Retyping the entries exactly is all that is required.

DATASET EXTRACT
◆ ◆ ◆ ◆
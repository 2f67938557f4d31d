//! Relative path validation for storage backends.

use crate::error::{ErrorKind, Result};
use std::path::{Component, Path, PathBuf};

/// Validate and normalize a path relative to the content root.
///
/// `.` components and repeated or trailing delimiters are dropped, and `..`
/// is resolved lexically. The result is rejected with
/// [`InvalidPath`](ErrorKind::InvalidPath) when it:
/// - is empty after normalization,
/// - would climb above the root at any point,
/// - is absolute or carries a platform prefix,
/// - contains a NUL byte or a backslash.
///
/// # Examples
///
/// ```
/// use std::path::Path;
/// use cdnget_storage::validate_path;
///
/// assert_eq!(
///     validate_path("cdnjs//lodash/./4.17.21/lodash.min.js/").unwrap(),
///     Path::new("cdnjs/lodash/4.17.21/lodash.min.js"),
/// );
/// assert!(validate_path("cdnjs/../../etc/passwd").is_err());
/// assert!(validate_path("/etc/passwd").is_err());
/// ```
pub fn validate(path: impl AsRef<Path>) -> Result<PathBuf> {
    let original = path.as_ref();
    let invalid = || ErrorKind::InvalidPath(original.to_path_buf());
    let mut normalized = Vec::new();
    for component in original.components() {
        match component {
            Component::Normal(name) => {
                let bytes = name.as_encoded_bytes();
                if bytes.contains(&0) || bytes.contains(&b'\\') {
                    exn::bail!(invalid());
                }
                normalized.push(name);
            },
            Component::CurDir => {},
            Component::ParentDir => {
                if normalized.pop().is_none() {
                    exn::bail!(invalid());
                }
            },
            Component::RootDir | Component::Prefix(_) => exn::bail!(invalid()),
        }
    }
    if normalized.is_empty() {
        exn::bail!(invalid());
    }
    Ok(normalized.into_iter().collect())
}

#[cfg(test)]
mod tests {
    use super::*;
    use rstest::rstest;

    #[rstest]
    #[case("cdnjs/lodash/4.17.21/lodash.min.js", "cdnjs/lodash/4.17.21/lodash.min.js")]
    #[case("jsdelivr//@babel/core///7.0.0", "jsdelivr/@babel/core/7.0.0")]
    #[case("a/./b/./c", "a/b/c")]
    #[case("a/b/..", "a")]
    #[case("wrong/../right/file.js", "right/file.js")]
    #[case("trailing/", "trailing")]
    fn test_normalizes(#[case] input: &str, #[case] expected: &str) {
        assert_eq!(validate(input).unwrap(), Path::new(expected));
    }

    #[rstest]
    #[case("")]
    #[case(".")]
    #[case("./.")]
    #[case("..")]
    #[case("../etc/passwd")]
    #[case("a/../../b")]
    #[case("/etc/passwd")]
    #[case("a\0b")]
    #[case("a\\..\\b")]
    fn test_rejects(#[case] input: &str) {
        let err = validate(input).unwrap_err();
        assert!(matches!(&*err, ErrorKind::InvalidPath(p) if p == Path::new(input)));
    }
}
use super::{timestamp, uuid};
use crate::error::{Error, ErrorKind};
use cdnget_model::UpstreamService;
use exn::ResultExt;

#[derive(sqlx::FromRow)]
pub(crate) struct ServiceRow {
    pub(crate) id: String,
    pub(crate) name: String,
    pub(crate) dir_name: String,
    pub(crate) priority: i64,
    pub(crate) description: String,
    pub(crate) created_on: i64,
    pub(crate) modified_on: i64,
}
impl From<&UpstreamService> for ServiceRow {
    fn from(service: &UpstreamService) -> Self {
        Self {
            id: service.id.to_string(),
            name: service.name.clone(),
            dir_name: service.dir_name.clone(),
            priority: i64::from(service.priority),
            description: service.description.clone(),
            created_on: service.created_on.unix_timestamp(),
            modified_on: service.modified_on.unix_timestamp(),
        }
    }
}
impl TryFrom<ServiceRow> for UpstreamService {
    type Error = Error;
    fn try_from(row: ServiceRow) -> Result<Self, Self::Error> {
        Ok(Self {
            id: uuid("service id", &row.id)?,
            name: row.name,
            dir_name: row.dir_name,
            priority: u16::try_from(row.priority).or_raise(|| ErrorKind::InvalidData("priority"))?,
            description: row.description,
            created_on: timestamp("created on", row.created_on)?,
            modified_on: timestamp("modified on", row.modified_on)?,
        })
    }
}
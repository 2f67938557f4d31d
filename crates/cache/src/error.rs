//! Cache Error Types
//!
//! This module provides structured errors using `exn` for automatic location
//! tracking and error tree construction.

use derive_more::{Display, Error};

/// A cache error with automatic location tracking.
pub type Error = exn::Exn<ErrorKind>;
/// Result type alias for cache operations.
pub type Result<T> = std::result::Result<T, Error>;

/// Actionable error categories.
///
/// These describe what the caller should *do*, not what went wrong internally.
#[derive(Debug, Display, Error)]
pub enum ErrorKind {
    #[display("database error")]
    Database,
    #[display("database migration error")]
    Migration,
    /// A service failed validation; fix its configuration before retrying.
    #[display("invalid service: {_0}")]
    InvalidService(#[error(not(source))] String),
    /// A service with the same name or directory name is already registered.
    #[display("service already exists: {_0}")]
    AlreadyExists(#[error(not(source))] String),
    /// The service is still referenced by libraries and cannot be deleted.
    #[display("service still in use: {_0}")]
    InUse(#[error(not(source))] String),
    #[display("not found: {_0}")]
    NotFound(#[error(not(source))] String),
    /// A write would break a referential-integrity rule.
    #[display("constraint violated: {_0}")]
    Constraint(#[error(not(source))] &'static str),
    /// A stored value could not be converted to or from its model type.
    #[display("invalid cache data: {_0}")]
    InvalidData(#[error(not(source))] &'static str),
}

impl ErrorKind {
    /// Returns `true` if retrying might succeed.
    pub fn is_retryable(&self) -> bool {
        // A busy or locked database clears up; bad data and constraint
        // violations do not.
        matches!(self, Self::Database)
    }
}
◆ ◆ ◆ ◆
ANSWER SPACE
repository 2f67938557f4d31d
//! Relative path validation for storage backends.

use crate::error::{ErrorKind, Result};
use std::path::{Component, Path, PathBuf};

/// Validate and normalize a path relative to the content root.
///
/// `.` components and repeated or trailing delimiters are dropped, and `..`
/// is resolved lexically. The result is rejected with
/// [`InvalidPath`](ErrorKind::InvalidPath) when it:
/// - is empty after normalization,
/// - would climb above the root at any point,
/// - is absolute or carries a platform prefix,
/// - contains a NUL byte or a backslash.
///
/// # Examples
///
/// ```
/// use std::path::Path;
/// use cdnget_storage::validate_path;
///
/// assert_eq!(
///     validate_path("cdnjs//lodash/./4.17.21/lodash.min.js/").unwrap(),
///     Path::new("cdnjs/lodash/4.17.21/lodash.min.js"),
/// );
/// assert!(validate_path("cdnjs/../../etc/passwd").is_err());
/// assert!(validate_path("/etc/passwd").is_err());
/// ```
pub fn validate(path: impl AsRef<Path>) -> Result<PathBuf> {
    let original = path.as_ref();
    let invalid = || ErrorKind::InvalidPath(original.to_path_buf());
    let mut normalized = Vec::new();
    for component in original.components() {
        match component {
            Component::Normal(name) => {
                let bytes = name.as_encoded_bytes();
                if bytes.contains(&0) || bytes.contains(&b'\\') {
                    exn::bail!(invalid());
                }
                normalized.push(name);
            },
            Component::CurDir => {},
            Component::ParentDir => {
                if normalized.pop().is_none() {
                    exn::bail!(invalid());
                }
            },
            Component::RootDir | Component::Prefix(_) => exn::bail!(invalid()),
        }
    }
    if normalized.is_empty() {
        exn::bail!(invalid());
    }
    Ok(normalized.into_iter().collect())
}

#[cfg(test)]
mod tests {
    use super::*;
    use rstest::rstest;

    #[rstest]
    #[case("cdnjs/lodash/4.17.21/lodash.min.js", "cdnjs/lodash/4.17.21/lodash.min.js")]
    #[case("jsdelivr//@babel/core///7.0.0", "jsdelivr/@babel/core/7.0.0")]
    #[case("a/./b/./c", "a/b/c")]
    #[case("a/b/..", "a")]
    #[case("wrong/../right/file.js", "right/file.js")]
    #[case("trailing/", "trailing")]
    fn test_normalizes(#[case] input: &str, #[case] expected: &str) {
        assert_eq!(validate(input).unwrap(), Path::new(expected));
    }

    #[rstest]
    #[case("")]
    #[case(".")]
    #[case("./.")]
    #[case("..")]
    #[case("../etc/passwd")]
    #[case("a/../../b")]
    #[case("/etc/passwd")]
    #[case("a\0b")]
    #[case("a\\..\\b")]
    fn test_rejects(#[case] input: &str) {
        let err = validate(input).unwrap_err();
        assert!(matches!(&*err, ErrorKind::InvalidPath(p) if p == Path::new(input)));
    }
}
use super::{timestamp, uuid};
use crate::error::{Error, ErrorKind};
use cdnget_model::UpstreamService;
use exn::ResultExt;

#[derive(sqlx::FromRow)]
pub(crate) struct ServiceRow {
    pub(crate) id: String,
    pub(crate) name: String,
    pub(crate) dir_name: String,
    pub(crate) priority: i64,
    pub(crate) description: String,
    pub(crate) created_on: i64,
    pub(crate) modified_on: i64,
}
impl From<&UpstreamService> for ServiceRow {
    fn from(service: &UpstreamService) -> Self {
        Self {
            id: service.id.to_string(),
            name: service.name.clone(),
            dir_name: service.dir_name.clone(),
            priority: i64::from(service.priority),
            description: service.description.clone(),
            created_on: service.created_on.unix_timestamp(),
            modified_on: service.modified_on.unix_timestamp(),
        }
    }
}
impl TryFrom<ServiceRow> for UpstreamService {
    type Error = Error;
    fn try_from(row: ServiceRow) -> Result<Self, Self::Error> {
        Ok(Self {
            id: uuid("service id", &row.id)?,
            name: row.name,
            dir_name: row.dir_name,
            priority: u16::try_from(row.priority).or_raise(|| ErrorKind::InvalidData("priority"))?,
            description: row.description,
            created_on: timestamp("created on", row.created_on)?,
            modified_on: timestamp("modified on", row.modified_on)?,
        })
    }
}
repository 2f67938557f4d31d
filename crates/cache/src/error.rs
//! Cache Error Types
//!
//! This module provides structured errors using `exn` for automatic location
//! tracking and error tree construction.

use derive_more::{Display, Error};

/// A cache error with automatic location tracking.
pub type Error = exn::Exn<ErrorKind>;
/// Result type alias for cache operations.
pub type Result<T> = std::result::Result<T, Error>;

/// Actionable error categories.
///
/// These describe what the caller should *do*, not what went wrong internally.
#[derive(Debug, Display, Error)]
pub enum ErrorKind {
    #[display("database error")]
    Database,
    #[display("database migration error")]
    Migration,
    /// A service failed validation; fix its configuration before retrying.
    #[display("invalid service: {_0}")]
    InvalidService(#[error(not(source))] String),
    /// A service with the same name or directory name is already registered.
    #[display("service already exists: {_0}")]
    AlreadyExists(#[error(not(source))] String),
    /// The service is still referenced by libraries and cannot be deleted.
    #[display("service still in use: {_0}")]
    InUse(#[error(not(source))] String),
    #[display("not found: {_0}")]
    NotFound(#[error(not(source))] String),
    /// A write would break a referential-integrity rule.
    #[display("constraint violated: {_0}")]
    Constraint(#[error(not(source))] &'static str),
    /// A stored value could not be converted to or from its model type.
    #[display("invalid cache data: {_0}")]
    InvalidData(#[error(not(source))] &'static str),
}

impl ErrorKind {
    /// Returns `true` if retrying might succeed.
    pub fn is_retryable(&self) -> bool {
        // A busy or locked database clears up; bad data and constraint
        // violations do not.
        matches!(self, Self::Database)
    }
}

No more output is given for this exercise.